Abstract

Elections create a significant risk of increasing transmission of SARS-CoV-2, the virus that causes COVID-19. At various stages of the electoral process, voters need to interact with officials, they may assemble in private and public spaces, and may exchange objects such as electoral materials and documents. This potential for interactions and exposures to SARS-Cov-2 increases the risk of contamination among electoral officials, political actors, registered voters and all others they come into contact with.  Early in the pandemic, several sets of general recommendations to mitigate these risks were produced. However, due to their timing, those recommendations were unable to draw on evidence from research conducted in the context of COVID-19. As a result, they have little to say about how successfully mitigation measures are implemented in practice.

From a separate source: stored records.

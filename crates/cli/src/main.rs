//! jspec CLI - Main Entry Point
//!
//! Loads the harness configuration, builds the asset manifest, and either
//! starts the runner server or prints the manifest for an external driver.

use std::net::SocketAddr;
use std::path::PathBuf;

use anyhow::Context;
use clap::{Parser, Subcommand};
use tracing::info;

use jspec_common::{config, AssetManifest, HarnessConfig, ManifestBuilder};

/// jspec - browser JavaScript test harness
#[derive(Parser)]
#[command(name = "jspec")]
#[command(author, version, about, long_about = None)]
#[command(propagate_version = true)]
struct Cli {
    /// Project root directory
    #[arg(long, default_value = ".", global = true)]
    project_root: PathBuf,

    /// Config file path (default: <root>/spec/javascripts/support/jspec.yml)
    #[arg(long, global = true)]
    config: Option<PathBuf>,

    /// Directory holding the harness's own browser assets
    #[arg(long, env = "JSPEC_HARNESS_ROOT", default_value = "lib", global = true)]
    harness_root: PathBuf,

    /// Enable verbose output
    #[arg(short, long, global = true)]
    verbose: bool,

    #[command(subcommand)]
    command: Commands,
}

#[derive(Subcommand)]
enum Commands {
    /// Start the runner server
    Server {
        /// Listen address
        #[arg(long, default_value = "127.0.0.1:8888")]
        addr: SocketAddr,
    },

    /// Print every JavaScript asset URL in load order
    Files {
        /// Restrict the spec group to files matching this single pattern
        #[arg(long)]
        filter: Option<String>,
    },

    /// Print the on-disk path of every registered spec file
    Specs,
}

#[tokio::main]
async fn main() -> anyhow::Result<()> {
    let cli = Cli::parse();

    // Initialize logging
    let log_level = if cli.verbose { "debug" } else { "info" };
    tracing_subscriber::fmt()
        .with_env_filter(
            tracing_subscriber::EnvFilter::try_from_default_env()
                .unwrap_or_else(|_| tracing_subscriber::EnvFilter::new(log_level)),
        )
        .with_target(false)
        .init();

    let manifest = build_manifest(&cli)?;

    match cli.command {
        Commands::Server { addr } => {
            info!("project root: {}", cli.project_root.display());
            jspec_web::serve(addr, manifest, cli.harness_root).await
        }
        Commands::Files { filter } => {
            for file in manifest.js_files(filter.as_deref()) {
                println!("{file}");
            }
            Ok(())
        }
        Commands::Specs => {
            for path in manifest.specs_full_paths()? {
                println!("{}", path.display());
            }
            Ok(())
        }
    }
}

fn build_manifest(cli: &Cli) -> anyhow::Result<AssetManifest> {
    let config_path = cli
        .config
        .clone()
        .unwrap_or_else(|| cli.project_root.join(config::DEFAULT_CONFIG_FILE));
    let config = HarnessConfig::load(&config_path)
        .with_context(|| format!("loading {}", config_path.display()))?;
    Ok(ManifestBuilder::new(cli.project_root.clone(), config).build())
}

Furthermore, the early recommendations tend to propose universal solutions that do not always take into account the specific social and economic challenges of Low and Middle-Income Countries (LMICs). For these reasons, the UKRI GCRF/Newton Fund ‘African Elections during the COVID-19 Pandemic’ project is designed to offer evidence-based, context-specific recommendations that are specifically tailored to making African elections safer.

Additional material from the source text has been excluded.